According to previous reports, there are a number of diagnostic methods with possible clinical applications, but most of them do not meet all the parameters required for simple, risk-free, and objective clinical use. The functional status of the coronary microcirculation can be assessed by testing endothelium-dependent and endothelium-independent vascular responses [53]. PET permits functional status of coronary microcirculation and treatment effect [54]. Coronary flow reserve measured by transthoracic Doppler echocardiography is widely used but cannot distinguish between epicardial and microvascular resistance [16].

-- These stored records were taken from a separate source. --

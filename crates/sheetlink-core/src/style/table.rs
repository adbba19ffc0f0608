//! Closed mapping tables between native codes and named values

/// A lossy, total mapping between a native code space and a named vocabulary
///
/// `pairs` is pure data. Looking up a native code takes the first pair with
/// that code; looking up a named value takes the first pair with that name,
/// so the canonical native code for a name must come first. Inputs without a
/// pair map to the table's defaults.
#[derive(Debug)]
pub struct CodeTable<N: 'static, V: 'static> {
    pairs: &'static [(N, V)],
    native_default: N,
    named_default: V,
}

impl<N, V> CodeTable<N, V> {
    pub const fn new(pairs: &'static [(N, V)], native_default: N, named_default: V) -> Self {
        Self {
            pairs,
            native_default,
            named_default,
        }
    }

    pub fn pairs(&self) -> &'static [(N, V)] {
        self.pairs
    }
}

impl<N: Copy + PartialEq, V: Copy + PartialEq> CodeTable<N, V> {
    /// Named value for a native code, `None` if the code is unmapped
    pub fn lookup<Q>(&self, native: Q) -> Option<V>
    where
        N: PartialEq<Q>,
    {
        self.pairs.iter().find(|(n, _)| *n == native).map(|(_, v)| *v)
    }

    /// Named value for a native code, falling back to the default
    pub fn to_named<Q>(&self, native: Q) -> V
    where
        N: PartialEq<Q>,
    {
        self.lookup(native).unwrap_or(self.named_default)
    }

    /// Canonical native code for a named value
    pub fn to_native(&self, named: V) -> N {
        self.pairs
            .iter()
            .find(|(_, v)| *v == named)
            .map(|(n, _)| *n)
            .unwrap_or(self.native_default)
    }

    pub fn named_default(&self) -> V {
        self.named_default
    }

    pub fn native_default(&self) -> N {
        self.native_default
    }
}

#[cfg(test)]
mod tests {
    use super::*;

    #[derive(Debug, Clone, Copy, PartialEq)]
    enum Line {
        Thin,
        Dotted,
    }

    const LINES: CodeTable<i32, Line> =
        CodeTable::new(&[(1, Line::Thin), (-4118, Line::Dotted), (2, Line::Thin)], 1, Line::Thin);

    #[test]
    fn test_lookup_and_default() {
        assert_eq!(LINES.lookup(-4118), Some(Line::Dotted));
        assert_eq!(LINES.lookup(99), None);
        assert_eq!(LINES.to_named(2), Line::Thin);
        assert_eq!(LINES.to_named(99), Line::Thin);
    }

    #[test]
    fn test_canonical_native_is_first_pair() {
        assert_eq!(LINES.to_native(Line::Thin), 1);
        assert_eq!(LINES.to_native(Line::Dotted), -4118);
    }
}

Treatment options of obesity related vascular dysfunction are limited; the most important is lifestyle change with aerobic activity, adequate nutrition, and weight loss, as well as not smoking [16]. A central target of pharmacotherapy is normalization of altered microvascular coronary structure and function with drugs that affect the microvascular function (ACE inhibitors, statins, metformin, xanthine oxidase inhibitor, and hormone replacement therapy), antianginal therapy (beta blockers; calcium channel blockers; and nitrates, trimetazidine, ivabradine, and ranolazine), medications, and procedures with the effect on pain receptors (xanthine derivatives, imipramine, and spinal cord stimulation) [42, 55]. Future targets for CMD (with/without obesity) treatment are cellular mechanisms that regulate release of various adipokines and cytokines from the adipose tissue [2], endothelin receptor antagonists [56], agents that increase NO [57], the stimulation of myocardial angiogenesis, and collateralization [16]. At the moment, there is no specific pharmacological agent with anti-inflammatory effect on chronic tissue inflammation which is a result of adipocytokines production [58].
4. Conclusion
Obesity is an important constituent of a whole range of risk factors for CMD, where its role is multiple: (a) it has an independent role as a pool of adipokines and cytokines with proinflammatory effects, (b) it is a part of the etiological cascade of hypertension development with volume overload and cardiomyocytes hypertrophy, and (c) it is a cause of diabetes mellitus type II development with hyperinsulinemia and insulin resistance (Figure 1). Effects of obesity on vascular reactivity, remodeling, or angiogenesis are still not fully explained, but the role of adipocytes and adipocytokines cannot be ruled out. There are certain unanswered questions, like the impact of adiposity duration, the type and degree of obesity, metabolic activity of adipose tissue, adipose tissue microcirculation, and the effect of epicardial and intramyocardial adipose tissue on coronary microcirculation. Further investigations with both basic and clinical approaches to coronary microcirculation are needed.
Competing Interests
The authors declare that they have no competing interests.